Global energy supplies are primarily the product of government, not the free market. In state-run economies, political elites make the decisions that otherwise would be made by the multitude. Win-win voluntary exchanges are supplanted by bureaucratic command. Without incentives to minimize costs, and without competition between firms for the same resources, wealth is redistributed and wasted that otherwise would go to better uses.

Government intervention with privately held resources also has unintended negative consequences. For example, a state law (such as in Texas) may force electric utilities to buy wind power, solar power, or another politically correct energy under a state law. A mandate is required because a free marketplace would not support such expensive, unreliable—noncompetitive—supply.

Oil and gas producers may be unable to access offshore reservoirs because of government constraint. In such cases, supply is not produced, and higher-cost substitutes elsewhere must substitute. Consumers are left with less supply and higher prices. Economists have a name for this: inefficiency.

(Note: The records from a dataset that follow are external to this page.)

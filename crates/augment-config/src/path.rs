//! Path normalization for user-supplied paths.
//!
//! The store identifies a file by the exact string of its absolute path, so
//! every path coming from the command line goes through [`absolutize`] first.
//! Normalization is purely lexical: symlinks are never resolved and the file
//! does not have to exist.

use anyhow::{Context, Result};
use std::path::{Component, Path, PathBuf};

/// Make `path` absolute against the current directory.
///
/// # Example
/// ```ignore
/// // with cwd = /work
/// assert_eq!(absolutize("src/../a.txt")?, PathBuf::from("/work/a.txt"));
/// ```
pub fn absolutize(path: impl AsRef<Path>) -> Result<PathBuf> {
    let path = path.as_ref();
    if path.is_absolute() {
        return Ok(normalize_lexically(path));
    }
    let cwd = std::env::current_dir().context("Failed to get current directory")?;
    Ok(absolutize_from(&cwd, path))
}

/// Make `path` absolute against `base` without touching the filesystem.
pub fn absolutize_from(base: impl AsRef<Path>, path: impl AsRef<Path>) -> PathBuf {
    normalize_lexically(&base.as_ref().join(path))
}

/// Drop `.` components and fold `..` into its parent.
///
/// `..` at the root stays at the root, as the kernel treats it.
pub fn normalize_lexically(path: &Path) -> PathBuf {
    let mut out = PathBuf::new();
    for component in path.components() {
        match component {
            Component::CurDir => {}
            Component::ParentDir => match out.components().next_back() {
                Some(Component::Normal(_)) => {
                    out.pop();
                }
                Some(Component::RootDir) | Some(Component::Prefix(_)) => {}
                _ => out.push(".."),
            },
            other => out.push(other.as_os_str()),
        }
    }
    out
}

/// Compute relative path from base to target.
///
/// Returns the relative path from `base` to `target`, or the absolute target
/// if they don't share a common prefix.
pub fn compute_relative_path(base: impl AsRef<Path>, target: impl AsRef<Path>) -> PathBuf {
    let base = base.as_ref();
    let target = target.as_ref();

    match target.strip_prefix(base) {
        Ok(relative) => relative.to_path_buf(),
        Err(_) => target.to_path_buf(),
    }
}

Government intervention may also give life to uneconomic projects. Such ventures may include carbon capture and storage, a “smart” electricity grid, or even a nuclear plant that requires a federal loan guarantee. Resources that go to these projects do not go to other more economical projects (which may or may not be in the energy sector) as judged by the marketplace. Resources are again misallocated.

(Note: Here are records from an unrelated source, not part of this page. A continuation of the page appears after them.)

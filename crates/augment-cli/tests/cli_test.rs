//! End-to-end tests driving the `augment` binary.

use std::path::Path;
use std::process::{Command, Output};

use augment_config::testing::TestEnvironment;

/// Run augment inside the test environment's project directory
fn augment(env: &TestEnvironment, args: &[&str]) -> Output {
    Command::new(env!("CARGO_BIN_EXE_augment"))
        .args(args)
        .current_dir(&env.project_root)
        .envs(env.cli_env())
        .env("NO_COLOR", "1")
        .env("CLICOLOR", "0")
        .output()
        .expect("Failed to execute augment")
}

fn stdout(output: &Output) -> String {
    String::from_utf8_lossy(&output.stdout).into_owned()
}

fn stderr(output: &Output) -> String {
    String::from_utf8_lossy(&output.stderr).into_owned()
}

fn log_json(env: &TestEnvironment, file: &str) -> Vec<serde_json::Value> {
    let out = augment(env, &["log", file, "--json"]);
    assert!(out.status.success(), "log failed: {}", stderr(&out));
    serde_json::from_slice(&out.stdout).unwrap()
}

#[test]
fn test_init_creates_space() {
    let env = TestEnvironment::new().unwrap();
    let out = augment(&env, &["init"]);
    assert!(out.status.success(), "{}", stderr(&out));

    for name in ["versions", "file_versions", "file_metadata", "snapshots"] {
        assert!(env.project_root.join(".augment").join(name).is_dir());
    }
    // Idempotent
    assert!(augment(&env, &["init"]).status.success());
}

#[test]
fn test_where_finds_nearest_space() {
    let env = TestEnvironment::new().unwrap();
    env.create_dir("sub/deeper").unwrap();
    assert!(augment(&env, &["init"]).status.success());

    let out = augment(&env, &["where", "sub/deeper/file.txt"]);
    assert!(out.status.success());
    assert_eq!(
        Path::new(stdout(&out).trim()),
        env.project_root.as_path()
    );
}

#[test]
fn test_where_without_space_exits_nonzero() {
    let env = TestEnvironment::new().unwrap();
    let out = augment(&env, &["where", "a.txt"]);
    assert_eq!(out.status.code(), Some(1));
    assert!(!env.project_root.join(".augment").exists());
}

#[test]
fn test_save_then_log_newest_first() {
    let env = TestEnvironment::new().unwrap();
    assert!(augment(&env, &["init"]).status.success());

    env.create_file("a.txt", b"v1").unwrap();
    assert!(augment(&env, &["save", "a.txt"]).status.success());
    env.create_file("a.txt", b"v2").unwrap();
    assert!(augment(&env, &["save", "a.txt", "-m", "second"]).status.success());

    let records = log_json(&env, "a.txt");
    assert_eq!(records.len(), 2);
    assert_eq!(records[0]["comment"], "second");
    assert_eq!(records[0]["size"], 2);
    assert!(records[1].get("comment").is_none());
    let expected_path = env.project_root.join("a.txt");
    assert_eq!(records[0]["filePath"], expected_path.to_str().unwrap());
}

#[test]
fn test_log_never_versioned_file_is_empty() {
    let env = TestEnvironment::new().unwrap();
    assert!(augment(&env, &["init"]).status.success());
    assert!(log_json(&env, "missing.txt").is_empty());
}

#[test]
fn test_cat_prints_version_content() {
    let env = TestEnvironment::new().unwrap();
    env.create_file("a.txt", b"first content").unwrap();
    assert!(augment(&env, &["save", "a.txt"]).status.success());
    env.create_file("a.txt", b"changed").unwrap();

    let records = log_json(&env, "a.txt");
    let id = records[0]["id"].as_str().unwrap().to_string();

    let out = augment(&env, &["cat", "a.txt", &id]);
    assert!(out.status.success(), "{}", stderr(&out));
    assert_eq!(out.stdout, b"first content");

    // Unique prefix works too
    let out = augment(&env, &["cat", "a.txt", &id[..20]]);
    assert_eq!(out.stdout, b"first content");
}

#[test]
fn test_restore_keeps_backup() {
    let env = TestEnvironment::new().unwrap();
    let file = env.create_file("a.txt", b"original").unwrap();
    assert!(augment(&env, &["save", "a.txt"]).status.success());
    let id = log_json(&env, "a.txt")[0]["id"].as_str().unwrap().to_string();

    std::fs::write(&file, b"edited").unwrap();
    let out = augment(&env, &["restore", "a.txt", &id]);
    assert!(out.status.success(), "{}", stderr(&out));
    assert_eq!(std::fs::read(&file).unwrap(), b"original");

    let records = log_json(&env, "a.txt");
    assert_eq!(records.len(), 2);
    assert!(records[0]["comment"]
        .as_str()
        .unwrap()
        .starts_with("Pre-restore backup"));
}

#[test]
fn test_log_verify_reports_damage() {
    let env = TestEnvironment::new().unwrap();
    env.create_file("a.txt", b"v1").unwrap();
    assert!(augment(&env, &["save", "a.txt"]).status.success());

    let records = log_json(&env, "a.txt");
    let blob = records[0]["storagePath"].as_str().unwrap();
    std::fs::remove_file(blob).unwrap();

    // Plain listing still shows it
    assert_eq!(log_json(&env, "a.txt").len(), 1);

    let out = augment(&env, &["log", "a.txt", "--verify"]);
    assert!(!out.status.success());
    assert!(stderr(&out).contains("missing blob"));
}

#[test]
fn test_doctor_healthy_and_damaged() {
    let env = TestEnvironment::new().unwrap();
    env.create_file("a.txt", b"v1").unwrap();
    assert!(augment(&env, &["save", "a.txt"]).status.success());

    let out = augment(&env, &["doctor", "a.txt"]);
    assert!(out.status.success(), "{}", stderr(&out));
    assert!(stderr(&out).contains("1 version(s) recorded"));

    let blob = log_json(&env, "a.txt")[0]["storagePath"]
        .as_str()
        .unwrap()
        .to_string();
    std::fs::write(blob, b"tampered").unwrap();

    let out = augment(&env, &["doctor", "a.txt"]);
    assert_eq!(out.status.code(), Some(1));
    assert!(stderr(&out).contains("does not match its hash"));
}

#[test]
fn test_id_prints_identifier() {
    let env = TestEnvironment::new().unwrap();
    let out = augment(&env, &["id", "a.txt"]);
    assert!(out.status.success());

    let expected_path = env.project_root.join("a.txt");
    let expected = augment_store::identifier(expected_path.to_str().unwrap());
    assert_eq!(stdout(&out).lines().next(), Some(expected.as_str()));
}

#[test]
fn test_config_show_returns_valid_toml() {
    let env = TestEnvironment::new().unwrap();
    let out = augment(&env, &["config", "show"]);
    assert!(out.status.success());

    let parsed: augment_config::Config = toml_from(&stdout(&out));
    assert!(parsed.store.lazy_init);
}

#[test]
fn test_config_project_file_applies() {
    let env = TestEnvironment::new().unwrap();
    env.write_project_config("[store]\nlazy_init = false\n").unwrap();

    let out = augment(&env, &["config", "show"]);
    let parsed: augment_config::Config = toml_from(&stdout(&out));
    assert!(!parsed.store.lazy_init);
}

#[test]
fn test_config_init_refuses_overwrite() {
    let env = TestEnvironment::new().unwrap();
    assert!(augment(&env, &["config", "init"]).status.success());
    assert!(env.project_root.join(".augment/config.toml").is_file());

    assert!(!augment(&env, &["config", "init"]).status.success());
    assert!(augment(&env, &["config", "init", "--force"]).status.success());
}

fn toml_from(s: &str) -> augment_config::Config {
    toml::from_str(s).unwrap()
}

Three Failures: Analytic, Market, and Government

Proponents of government intervention cite “market failure” as the reason for regulating or subsidizing energy projects. Negative externalities created by self-interested exchange require the government to modify transactions in ways ranging from a prohibition to a tax.

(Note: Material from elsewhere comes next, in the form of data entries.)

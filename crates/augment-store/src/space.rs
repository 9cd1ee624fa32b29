//! Space discovery and provisioning.
//!
//! A directory is a space root iff it directly contains [`MARKER_DIR`].
//! [`find_space_root`] never creates anything; [`ensure_space`] is the one
//! place the marker and its compartments get created.

use std::fs;
use std::io;
use std::path::{Path, PathBuf};

use thiserror::Error;
use tracing::{debug, instrument};

use crate::identity::FileIdentity;

/// Marker directory name identifying a space root.
pub const MARKER_DIR: &str = ".augment";

/// Reserved compartment for raw version blobs.
pub const VERSIONS_DIR: &str = "versions";
/// Per-file content shards.
pub const FILE_VERSIONS_DIR: &str = "file_versions";
/// Per-file metadata shards.
pub const FILE_METADATA_DIR: &str = "file_metadata";
/// Reserved compartment for point-in-time snapshots.
pub const SNAPSHOTS_DIR: &str = "snapshots";

/// Every compartment a provisioned space must have.
pub const COMPARTMENTS: [&str; 4] = [
    VERSIONS_DIR,
    FILE_VERSIONS_DIR,
    FILE_METADATA_DIR,
    SNAPSHOTS_DIR,
];

/// Blob file extension inside a content shard.
pub const BLOB_EXT: &str = "data";
/// Record file extension inside a metadata shard.
pub const RECORD_EXT: &str = "json";

/// Provisioning a space failed.
#[derive(Error, Debug)]
#[error("failed to {op} {}: {source}", path.display())]
pub struct InitError {
    pub op: &'static str,
    pub path: PathBuf,
    #[source]
    pub source: io::Error,
}

/// A space root and the paths derived from it.
///
/// All shard and file paths are built here so the write path, the read path
/// and inspection cannot disagree on layout.
#[derive(Debug, Clone, PartialEq, Eq)]
pub struct Space {
    root: PathBuf,
}

impl Space {
    /// Wrap a root directory. Does not touch the filesystem.
    pub fn at<P: AsRef<Path>>(root: P) -> Self {
        Self {
            root: root.as_ref().to_path_buf(),
        }
    }

    pub fn root(&self) -> &Path {
        &self.root
    }

    pub fn marker_dir(&self) -> PathBuf {
        self.root.join(MARKER_DIR)
    }

    pub fn compartment(&self, name: &str) -> PathBuf {
        self.marker_dir().join(name)
    }

    /// `file_versions/<identifier>/`
    pub fn content_shard(&self, identity: &FileIdentity) -> PathBuf {
        self.compartment(FILE_VERSIONS_DIR).join(identity.identifier())
    }

    /// `file_metadata/<identifier>/`
    pub fn metadata_shard(&self, identity: &FileIdentity) -> PathBuf {
        self.compartment(FILE_METADATA_DIR).join(identity.identifier())
    }

    /// `file_versions/<identifier>/<version-id>.data`
    pub fn blob_path(&self, identity: &FileIdentity, version_id: &str) -> PathBuf {
        self.content_shard(identity).join(format!("{}.{}", version_id, BLOB_EXT))
    }

    /// `file_metadata/<identifier>/<version-id>.json`
    pub fn record_path(&self, identity: &FileIdentity, version_id: &str) -> PathBuf {
        self.metadata_shard(identity).join(format!("{}.{}", version_id, RECORD_EXT))
    }

    /// Compartments that do not exist on disk.
    pub fn missing_compartments(&self) -> Vec<&'static str> {
        COMPARTMENTS
            .iter()
            .copied()
            .filter(|name| !self.compartment(name).is_dir())
            .collect()
    }
}

/// Find the nearest ancestor of `file_path` holding a marker directory.
///
/// Starts at the file's containing directory and walks up one parent at a
/// time. Reaching the filesystem root without a hit returns `None`.
pub fn find_space_root<P: AsRef<Path>>(file_path: P) -> Option<PathBuf> {
    let mut current = file_path.as_ref().parent();

    while let Some(dir) = current {
        if dir.join(MARKER_DIR).is_dir() {
            return Some(dir.to_path_buf());
        }
        current = dir.parent();
    }

    None
}

/// Create the marker directory and all compartments under `root`.
///
/// Idempotent and safe to race: a directory that already exists counts as
/// created.
#[instrument(level = "debug")]
pub fn ensure_space(root: &Path) -> Result<Space, InitError> {
    let space = Space::at(root);

    let marker = space.marker_dir();
    create_dir(&marker)?;
    for name in COMPARTMENTS {
        create_dir(&space.compartment(name))?;
    }

    debug!(space_root = %root.display(), "space provisioned");
    Ok(space)
}

fn create_dir(path: &Path) -> Result<(), InitError> {
    match fs::create_dir_all(path) {
        Ok(()) => Ok(()),
        Err(e) if e.kind() == io::ErrorKind::AlreadyExists && path.is_dir() => Ok(()),
        Err(source) => Err(InitError {
            op: "create directory",
            path: path.to_path_buf(),
            source,
        }),
    }
}

#[cfg(test)]
mod tests {
    use super::*;
    use tempfile::TempDir;

    #[test]
    fn test_ensure_space_creates_all_compartments() {
        let temp = TempDir::new().unwrap();
        let space = ensure_space(temp.path()).unwrap();

        assert!(space.marker_dir().is_dir());
        for name in COMPARTMENTS {
            assert!(space.compartment(name).is_dir(), "missing {}", name);
        }
        assert!(space.missing_compartments().is_empty());
    }

    #[test]
    fn test_ensure_space_is_idempotent() {
        let temp = TempDir::new().unwrap();
        ensure_space(temp.path()).unwrap();
        let space = ensure_space(temp.path()).unwrap();

        let mut entries: Vec<_> = fs::read_dir(space.marker_dir())
            .unwrap()
            .map(|e| e.unwrap().file_name().into_string().unwrap())
            .collect();
        entries.sort();
        let mut expected: Vec<_> = COMPARTMENTS.iter().map(|s| s.to_string()).collect();
        expected.sort();
        assert_eq!(entries, expected);
    }

    #[test]
    fn test_ensure_space_repairs_partial_marker() {
        // A marker created without compartments (the "constructed directly" case)
        let temp = TempDir::new().unwrap();
        fs::create_dir(temp.path().join(MARKER_DIR)).unwrap();
        let space = Space::at(temp.path());
        assert_eq!(space.missing_compartments().len(), 4);

        ensure_space(temp.path()).unwrap();
        assert!(space.missing_compartments().is_empty());
    }

    #[test]
    fn test_ensure_space_races() {
        let temp = TempDir::new().unwrap();
        let root = temp.path().to_path_buf();

        let handles: Vec<_> = (0..8)
            .map(|_| {
                let root = root.clone();
                std::thread::spawn(move || ensure_space(&root).map(|_| ()))
            })
            .collect();
        for h in handles {
            h.join().unwrap().unwrap();
        }
        assert!(Space::at(&root).missing_compartments().is_empty());
    }

    #[test]
    fn test_ensure_space_fails_under_a_file() {
        let temp = TempDir::new().unwrap();
        let blocker = temp.path().join("not_a_dir");
        fs::write(&blocker, b"x").unwrap();

        let err = ensure_space(&blocker).unwrap_err();
        assert_eq!(err.op, "create directory");
    }

    #[test]
    fn test_find_space_root_none() {
        let temp = TempDir::new().unwrap();
        assert_eq!(find_space_root(temp.path().join("a.txt")), None);
    }

    #[test]
    fn test_find_space_root_does_not_create() {
        let temp = TempDir::new().unwrap();
        find_space_root(temp.path().join("a.txt"));
        assert!(!temp.path().join(MARKER_DIR).exists());
    }

    #[test]
    fn test_find_space_root_walks_up() {
        let temp = TempDir::new().unwrap();
        ensure_space(temp.path()).unwrap();
        let deep = temp.path().join("a/b/c");
        fs::create_dir_all(&deep).unwrap();

        assert_eq!(
            find_space_root(deep.join("file.txt")),
            Some(temp.path().to_path_buf())
        );
    }

    #[test]
    fn test_find_space_root_prefers_nearest() {
        let temp = TempDir::new().unwrap();
        let inner = temp.path().join("inner");
        ensure_space(temp.path()).unwrap();
        ensure_space(&inner).unwrap();

        assert_eq!(find_space_root(inner.join("x.txt")), Some(inner.clone()));
        assert_eq!(
            find_space_root(temp.path().join("y.txt")),
            Some(temp.path().to_path_buf())
        );
    }

    #[test]
    fn test_find_space_root_ignores_marker_file() {
        let temp = TempDir::new().unwrap();
        fs::write(temp.path().join(MARKER_DIR), b"not a directory").unwrap();
        assert_eq!(find_space_root(temp.path().join("a.txt")), None);
    }

    #[test]
    fn test_shard_paths_share_identifier() {
        let space = Space::at("/S");
        let id = FileIdentity::new("/S/a.txt").unwrap();

        assert_eq!(
            space.content_shard(&id).file_name(),
            space.metadata_shard(&id).file_name()
        );
        assert_eq!(
            space.blob_path(&id, "v1"),
            PathBuf::from(format!("/S/.augment/file_versions/{}/v1.data", id.identifier()))
        );
        assert_eq!(
            space.record_path(&id, "v1"),
            PathBuf::from(format!("/S/.augment/file_metadata/{}/v1.json", id.identifier()))
        );
    }
}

But there are two other types of failure that also must be considered before rushing to policy judgment.

One is analytic failure, in which the outside evaluator’s prescription for intervention (such as a per barrel “energy security” tax on oil imports or a per ton “climate change” tax on carbon dioxide emissions) overcorrects or undercorrects for the “real” problem. The error might be purely intellectual—or it might reflect the personal prejudice of the analyst. Fallible self-interest in the marketplace has a counterpart in the ivory tower.

Secondly, there is government failure whereby even the “correct” analytical blueprint is altered and violated in the political process. Special-interest tinkering add to or subtract from the core proposal, and “log rolling” (where extraneous issues are added to the legislation just to win votes) is resorted to.

House passage of a cap-and-trade energy bill last year, and healthcare legislation enacted this year, are stark evidence of sausage making in Washington, D.C.—and something scarcely recognizable in “we the people” textbooks.

Thus, “market failure” does not automatically require a government correction. This suggests a different approach. Knowing that solutions are likely to be as or more imperfect than problems, alleged market failures should be scrutinized to see if they are really serious problems. And if so, can the real problems be addressed by novel voluntary approaches and reforms rather than by government dictates?

Energy Sustainability: Markets, Not Government

Intellectual and political debates over energy have revolved around four “sustainability” issues:

1. Future growth of carbon-based energy (oil, gas, coal, and derivatives) supply in light of the fixity/depletion (physical) view of mineral resources.

2. Air and water pollution from carbon-based energy production.

3. Security of supply, particularly oil imports to the U.S. from the Middle East.

4. Global warming (aka climate change) from man’s use of carbon-based energy.

Whole books on each of these issues from the market-failure viewpoint conclude that mankind is on a perilous path, and government-engineered energy transformation is necessary. But students of energy history and energy policy must ask: Has a political makeover of any industry ever worked well for consumers and taxpayers? Or has it had the opposite effect? Natural makeover from shifting consumer demand, revered in the term creative destruction, is one thing; government carrots-and-sticks to pick winners and losers is quite another.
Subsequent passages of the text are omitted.